Use --post-data for short inline bodies and --post-file when the payload is easier to keep in a regular file. Add --header when the server expects a specific Content-Type, such as application/json.
GNU wget still does not implement multipart/form-data, so browser-style form uploads need another client.

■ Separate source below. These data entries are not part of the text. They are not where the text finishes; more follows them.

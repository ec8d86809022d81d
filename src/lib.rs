//! roomwatch: frame-differencing motion watcher.
//!
//! A single-threaded pipeline captures frames, compares each one with the
//! previous frame, and on motion triggers two independently debounced
//! actions: a JPEG snapshot on disk and a short MQTT notification.
//!
//! # Architecture
//!
//! Two invariants hold by construction:
//!
//! 1. **Independent gates**: the snapshot and publish cooldowns never
//!    influence each other, and a failing action never suppresses the other.
//! 2. **Stateless outside the loop**: the only state carried between
//!    iterations is the reference intensity map and the two gate timestamps.
//!
//! # Module Structure
//!
//! - `frame`: Owned RGB frames and derived intensity maps
//! - `ingest`: Frame sources (synthetic `stub://` scenes, image directories)
//! - `detect`: Frame differencing, dilation and contour measurement
//! - `gate`: Cooldown-based debounce gates
//! - `sink`: Snapshot store and event publisher contracts
//! - `transport`: MQTT endpoint parsing and the one-shot publisher
//! - `pipeline`: The capture -> detect -> gate -> act loop
//! - `config`: File and environment configuration

pub mod clock;
pub mod config;
pub mod detect;
pub mod error;
pub mod frame;
pub mod gate;
pub mod ingest;
pub mod pipeline;
pub mod sink;
pub mod transport;

pub use clock::{Clock, ManualClock, SystemClock};
pub use config::RoomwatchConfig;
pub use detect::{ChangeDetector, ChangeReport, DetectorSettings, MotionDetector};
pub use error::{AcquisitionError, PublishError, SnapshotError};
pub use frame::{Frame, IntensityMap};
pub use gate::DebounceGate;
pub use ingest::{open_source, DirectorySource, FrameSource, SourceSettings, SyntheticSource};
pub use pipeline::{CancelToken, Pipeline, PipelineSettings, RunSummary};
pub use sink::{DirectorySnapshotStore, EventPublisher, NullPublisher, SnapshotStore};
pub use transport::{MqttPublisher, MqttSettings};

Keep secrets out of inline shell history when possible, and use a regular file for reusable payloads because wget needs to know the POST body size before it sends the request.
Related: How to upload file contents with wget
Related: How to send custom headers with wget
$ wget -qO- --post-data='project=docs&role=reviewer' https://httpbin.org/post
{
"args": {},
"data": "",
"files": {},
"form": {
"project": "docs",
"role": "reviewer"
},
"headers": {
"Accept": "*/*",
"Accept-Encoding": "identity",
"Content-Length": "26",
"Content-Type": "application/x-www-form-urlencoded",
##### snipped #####
"url": "https://httpbin.org/post"
}
The echoed form object and Content-Type confirm that the server received a normal URL-encoded POST body.
$ cat > post-body.json <<'EOF'
{
"project": "docs",
"profile": "staging"
}
EOF
--post-file must read from a regular file because wget needs the request body length before it starts the POST request.
$ wget -qO- --header='Content-Type: application/json' --post-file=post-body.json https://httpbin.org/post
{
"args": {},
"data": "{\n \"project\": \"docs\",\n \"profile\": \"staging\"\n}\n",
"files": {},
"form": {},
"headers": {
"Accept": "*/*",
"Accept-Encoding": "identity",
"Content-Length": "48",
"Content-Type": "application/json",
##### snipped #####
},
"json": {
"profile": "staging",
"project": "docs"
},
##### snipped #####
"url": "https://httpbin.org/post"
}
The echoed json object confirms that the file contents and the explicit Content-Type reached the server as intended.